Di Comitati che aprono ai cittadini un canale di accesso alle decisioni politiche a garanzia del loro diritto all’informazione, alla partecipazione diretta e democratica ai processi decisionali in materia ambientale nel quadro dell’attuale transizione energetica.
Di Comitati fucine di strategie difensive, sempre speculari ai progetti di devastazione ambientale.
E speculare è il neonato Comitato territoriale del Parteolla- Gerrei al progetto della “Sedda Perdonau Wind S.r.l.”.
Progetto rapace e devastante, che prevede la realizzazione in quell’angolo di paradiso di un impianto eolico di 13 aerogeneratori di ultima generazione per la produzione di energia elettrica di potenza complessiva pari a 78 MWp.
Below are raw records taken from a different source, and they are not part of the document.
// text.rs
//
// Field splitting and strict numeric coercion shared by every file reader.

use thiserror::Error;

#[derive(Debug, Error, PartialEq, Eq)]
pub enum ParseNumberError {
    #[error("string {0} not representable as an unsigned integer")]
    NotUnsigned(String),

    #[error("string {0} not representable as a floating point value")]
    NotFloat(String),
}

/// Split `text` into fields by an exact-match delimiter.
///
/// The delimiter may be more than one character and is never treated as a
/// character class. An empty input yields an empty vector, not a one-element
/// vector containing an empty string.
pub fn split_by_delimiter(text: &str, delimiter: &str) -> Vec<String> {
    if text.is_empty() {
        return Vec::new();
    }
    text.split(delimiter).map(str::to_owned).collect()
}

/// Strip trailing `'\n'`, `'\r'`, `'\t'` and `' '` characters.
pub fn strip_back(s: &str) -> &str {
    s.trim_end_matches(['\n', ' ', '\t', '\r'])
}

/// Parse a string that must be exactly representable as an unsigned integer.
///
/// Fractional strings such as `"1.23"` are rejected even though a prefix
/// parse would silently truncate them to `1`; negative and non-numeric
/// strings are rejected as well. The error carries the offending literal.
pub fn parse_unsigned(s: &str) -> Result<u64, ParseNumberError> {
    if s.parse::<f64>().is_err() {
        return Err(ParseNumberError::NotUnsigned(s.to_owned()));
    }
    s.parse::<u64>()
        .map_err(|_| ParseNumberError::NotUnsigned(s.to_owned()))
}

/// Parse a string as a floating point value, rejecting anything that is not
/// fully numeric.
pub fn parse_float(s: &str) -> Result<f64, ParseNumberError> {
    s.parse::<f64>()
        .map_err(|_| ParseNumberError::NotFloat(s.to_owned()))
}

#[cfg(test)]
mod tests {
    use super::*;

    #[test]
    fn split_space_delimited() {
        assert_eq!(split_by_delimiter("a b c def", " "), vec!["a", "b", "c", "def"]);
    }

    #[test]
    fn split_comma_delimited() {
        assert_eq!(split_by_delimiter("a b c, def", ","), vec!["a b c", " def"]);
    }

    #[test]
    fn split_multi_character_delimiter() {
        assert_eq!(split_by_delimiter("abc>=def>=ghi", ">="), vec!["abc", "def", "ghi"]);
    }

    #[test]
    fn split_empty_input_yields_empty_vector() {
        assert!(split_by_delimiter("", " ").is_empty());
    }

    #[test]
    fn split_preserves_empty_fields_between_delimiters() {
        assert_eq!(split_by_delimiter("a\t\tb", "\t"), vec!["a", "", "b"]);
    }

    #[test]
    fn strip_back_cases() {
        assert_eq!(strip_back("abc"), "abc");
        assert_eq!(strip_back("\t\n\r "), "");
        assert_eq!(strip_back("abc\t\n\r "), "abc");
    }

    #[test]
    fn parse_unsigned_accepts_integers() {
        assert_eq!(parse_unsigned("1"), Ok(1));
        assert_eq!(parse_unsigned("12345"), Ok(12345));

        let max = u64::MAX.to_string();
        assert_eq!(parse_unsigned(&max), Ok(u64::MAX));
    }

    #[test]
    fn parse_unsigned_rejects_inexact_inputs() {
        for bad in ["1.23", "-7", "notanumber", ""] {
            let err = parse_unsigned(bad).unwrap_err();
            assert_eq!(err, ParseNumberError::NotUnsigned(bad.to_owned()));
            assert!(err.to_string().contains("not representable as an unsigned integer"));
        }
    }

    #[test]
    fn parse_float_cases() {
        assert_eq!(parse_float("1.23"), Ok(1.23));
        assert_eq!(parse_float("-1234"), Ok(-1234.0));
        assert!(parse_float("notanumber")
            .unwrap_err()
            .to_string()
            .contains("not representable as a floating point value"));
    }
}
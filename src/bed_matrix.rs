// bed_matrix.rs
//
// Genotype matrix built from a PLINK bed/bim/fam triple. The packed 2-bit
// decoding is delegated to the bed-reader crate; this module validates the
// companion files, dimensions the matrix from their row counts, and owns the
// missing-data bookkeeping on the decoded bytes.

use std::path::Path;

use bed_reader::{Bed, ReadOptions};
use ndarray::{Array1, Array2, ArrayView1, Axis};

use crate::error::{Error, Result};
use crate::reader::{resolve_with_extensions, LineSource};
use crate::samples::read_fam_file;
use crate::stats::{fold_to_minor, GenotypeSource, MISSING_SENTINEL};
use crate::text::{parse_float, parse_unsigned, split_by_delimiter};

const BIM_FORMAT: &str = ".bim file";
const BIM_FIELDS_PER_ROW: usize = 6;

const BIM_NAME_COL: usize = 1;
const BIM_GEN_COL: usize = 2;
const BIM_PHYS_COL: usize = 3;

/// Per-site metadata parsed from a .bim file.
#[derive(Debug, Default)]
struct BimMetadata {
    site_names: Vec<String>,
    genetic_positions: Vec<f64>,
    physical_positions: Vec<u64>,
}

/// A genotype matrix decoded from PLINK binary data.
///
/// Values are allele-1 dosages in {0, 1, 2} with 3 as the missing sentinel;
/// the matrix is individuals x sites.
#[derive(Debug, Clone)]
pub struct BedMatrix {
    num_individuals: usize,
    site_names: Vec<String>,
    physical_positions: Vec<u64>,
    genetic_positions: Vec<f64>,
    /// individuals x sites, values in {0, 1, 2, MISSING_SENTINEL}.
    data: Array2<u8>,
    /// Missing calls per site, precomputed at construction.
    missing_counts: Array1<u64>,
}

impl BedMatrix {
    /// Build a matrix from explicit .bed, .bim and .fam paths.
    pub fn from_bed_bim_fam(
        bed_file: impl AsRef<Path>,
        bim_file: impl AsRef<Path>,
        fam_file: impl AsRef<Path>,
    ) -> Result<Self> {
        let bed_file = bed_file.as_ref();
        let bim_file = bim_file.as_ref();
        let fam_file = fam_file.as_ref();

        require_regular_file(bed_file, ".bed")?;
        require_regular_file(bim_file, ".bim")?;
        require_regular_file(fam_file, ".fam")?;

        // The companion files dimension the matrix before any bed byte is
        // decoded.
        let fam = read_fam_file(fam_file)?;
        let bim = read_bim_file(bim_file)?;

        let data = decode_bed_file(bed_file, bim_file, fam_file, fam.num_individuals, bim.site_names.len())?;
        let missing_counts = data
            .map(|&call| u64::from(call == MISSING_SENTINEL))
            .sum_axis(Axis(0));

        Ok(Self {
            num_individuals: fam.num_individuals,
            site_names: bim.site_names,
            physical_positions: bim.physical_positions,
            genetic_positions: bim.genetic_positions,
            data,
            missing_counts,
        })
    }

    /// Build a matrix from a shared path prefix (`prefix.bed`, `prefix.bim`,
    /// `prefix.fam`).
    pub fn from_prefix(prefix: impl AsRef<Path>) -> Result<Self> {
        let prefix = prefix.as_ref();
        let resolve = |ext: &'static str| {
            resolve_with_extensions(prefix, &[ext])
                .ok_or_else(|| Error::PathNotFound { expected: ext, path: prefix.to_path_buf() })
        };
        Self::from_bed_bim_fam(resolve(".bed")?, resolve(".bim")?, resolve(".fam")?)
    }

    pub fn num_individuals(&self) -> usize {
        self.num_individuals
    }

    pub fn num_sites(&self) -> usize {
        self.site_names.len()
    }

    /// Variant names from the .bim file.
    pub fn site_names(&self) -> &[String] {
        &self.site_names
    }

    pub fn physical_positions(&self) -> &[u64] {
        &self.physical_positions
    }

    /// Genetic positions in centimorgans, from the .bim file.
    pub fn genetic_positions(&self) -> &[f64] {
        &self.genetic_positions
    }

    /// The individuals x sites matrix, with 3 marking missing calls.
    pub fn data(&self) -> &Array2<u8> {
        &self.data
    }

    /// The matrix as floats with missing calls mapped to NaN.
    pub fn data_as_float(&self) -> Array2<f32> {
        self.data.mapv(|call| {
            if call == MISSING_SENTINEL {
                f32::NAN
            } else {
                f32::from(call)
            }
        })
    }

    /// All calls at one site (a column of the matrix).
    pub fn site(&self, site_id: usize) -> ArrayView1<'_, u8> {
        self.data.column(site_id)
    }

    /// All calls for one individual (a row of the matrix).
    pub fn individual(&self, individual_id: usize) -> ArrayView1<'_, u8> {
        self.data.row(individual_id)
    }

    /// Per-site missing-call counts for the whole matrix.
    pub fn missing_counts(&self) -> &Array1<u64> {
        &self.missing_counts
    }

    pub fn missing_frequencies(&self) -> Array1<f64> {
        let num_individuals = self.num_individuals as f64;
        self.missing_counts.mapv(|missing| missing as f64 / num_individuals)
    }

    /// Per-site observed chromosome counts (the NCHROBS column of a .frq
    /// report).
    pub fn observed_hap_counts(&self) -> Array1<u64> {
        let num_individuals = self.num_individuals as u64;
        self.missing_counts.mapv(|missing| 2 * (num_individuals - missing))
    }

    /// Per-site allele counts for the whole matrix at once; equal to calling
    /// [`GenotypeSource::allele_count`] at every site.
    pub fn allele_counts(&self) -> Array1<u64> {
        let raw = self.data.map(|&call| u64::from(call)).sum_axis(Axis(0));
        raw - self.missing_counts.mapv(|missing| u64::from(MISSING_SENTINEL) * missing)
    }

    pub fn minor_allele_counts(&self) -> Array1<u64> {
        let mut counts = self.allele_counts();
        counts.zip_mut_with(&self.observed_hap_counts(), |count, &observed| {
            *count = fold_to_minor(*count, observed);
        });
        counts
    }

    pub fn derived_allele_counts(&self) -> Array1<u64> {
        self.allele_counts()
    }

    pub fn minor_allele_frequencies(&self) -> Array1<f64> {
        let mut frequencies = self.minor_allele_counts().mapv(|count| count as f64);
        frequencies.zip_mut_with(&self.observed_hap_counts(), |frequency, &observed| {
            *frequency /= observed as f64;
        });
        frequencies
    }

    pub fn derived_allele_frequencies(&self) -> Array1<f64> {
        let mut frequencies = self.derived_allele_counts().mapv(|count| count as f64);
        frequencies.zip_mut_with(&self.observed_hap_counts(), |frequency, &observed| {
            *frequency /= observed as f64;
        });
        frequencies
    }
}

impl GenotypeSource for BedMatrix {
    fn num_individuals(&self) -> usize {
        self.num_individuals
    }

    fn num_sites(&self) -> usize {
        self.site_names.len()
    }

    fn site(&self, site_id: usize) -> ArrayView1<'_, u8> {
        self.data.column(site_id)
    }

    fn site_name(&self, site_id: usize) -> Option<&str> {
        self.site_names.get(site_id).map(String::as_str)
    }

    fn missing_count(&self, site_id: usize) -> u64 {
        self.missing_counts[site_id]
    }

    fn observed_haps(&self, site_id: usize) -> u64 {
        2 * (self.num_individuals as u64 - self.missing_counts[site_id])
    }
}

fn require_regular_file(path: &Path, expected: &'static str) -> Result<()> {
    if !path.is_file() {
        return Err(Error::PathNotFound { expected, path: path.to_path_buf() });
    }
    Ok(())
}

fn read_bim_file(path: &Path) -> Result<BimMetadata> {
    let mut source = LineSource::open(path)?;
    let io_err = |source| Error::Io { path: path.to_path_buf(), source };

    let mut metadata = BimMetadata::default();
    let mut line_no = 0u64;
    while let Some(line) = source.next_line().map_err(io_err)? {
        line_no += 1;
        let fields = split_by_delimiter(&line, "\t");
        if fields.is_empty() {
            continue;
        }

        if fields.len() != BIM_FIELDS_PER_ROW {
            return Err(Error::ColumnCountMismatch {
                format: BIM_FORMAT,
                path: path.to_path_buf(),
                line: line_no,
                found: fields.len(),
                expected: BIM_FIELDS_PER_ROW,
                reference: "line 1",
            });
        }

        let genetic = parse_float(&fields[BIM_GEN_COL]).map_err(|_| Error::MalformedField {
            format: BIM_FORMAT,
            path: path.to_path_buf(),
            line: line_no,
            column: BIM_GEN_COL + 1,
            expected: "floating point",
            actual: fields[BIM_GEN_COL].clone(),
        })?;
        let physical = parse_unsigned(&fields[BIM_PHYS_COL]).map_err(|_| Error::MalformedField {
            format: BIM_FORMAT,
            path: path.to_path_buf(),
            line: line_no,
            column: BIM_PHYS_COL + 1,
            expected: "unsigned integer",
            actual: fields[BIM_PHYS_COL].clone(),
        })?;

        metadata.site_names.push(fields[BIM_NAME_COL].clone());
        metadata.genetic_positions.push(genetic);
        metadata.physical_positions.push(physical);
    }

    Ok(metadata)
}

/// Decode the packed genotypes into an individuals x sites byte matrix.
///
/// Dimensions come from our own bim/fam parse; the decoder is trusted for the
/// byte layout only and fills {0, 1, 2} allele-1 dosages with 3 for missing.
fn decode_bed_file(
    bed_file: &Path,
    bim_file: &Path,
    fam_file: &Path,
    num_individuals: usize,
    num_sites: usize,
) -> Result<Array2<u8>> {
    let decode_err = |source| Error::BedDecode { path: bed_file.to_path_buf(), source };

    let mut bed = Bed::builder(bed_file)
        .fam_path(fam_file)
        .bim_path(bim_file)
        .iid_count(num_individuals)
        .sid_count(num_sites)
        .build()
        .map_err(decode_err)?;

    let decoded = ReadOptions::builder()
        .i8()
        .count_a1()
        .missing_value(MISSING_SENTINEL as i8)
        .read(&mut bed)
        .map_err(decode_err)?;

    Ok(decoded.mapv(|call| call as u8))
}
Di questo e altro racconterà la storia. Ma non tutto è narrabile.
Non lo è ciò che si percepisce se solo una volta ci si immerge in questa strenua difesa della terra sarda evocativa dell’angioyana rivoluzione sarda.
Non è narrabile l’aria afosa degli affollati consigli comunali, né la palpabile apprensione e la rabbia della gente che protesta.
Non sono narrabili gli sguardi lucidi delle persone che si ribellano.
Ma soprattutto non è narrabile lo spettro dell’impotenza che aleggia davanti ad un minaccioso manganello.
“Declarada est già sa gherra contra de sa prepotenzia, e cominzat sa passienzia in su pobulu a mancare”; verso di un inno immortale che non merita di essere consegnato all’oblìo del tempo che ora risuona in tutta la Sardegna.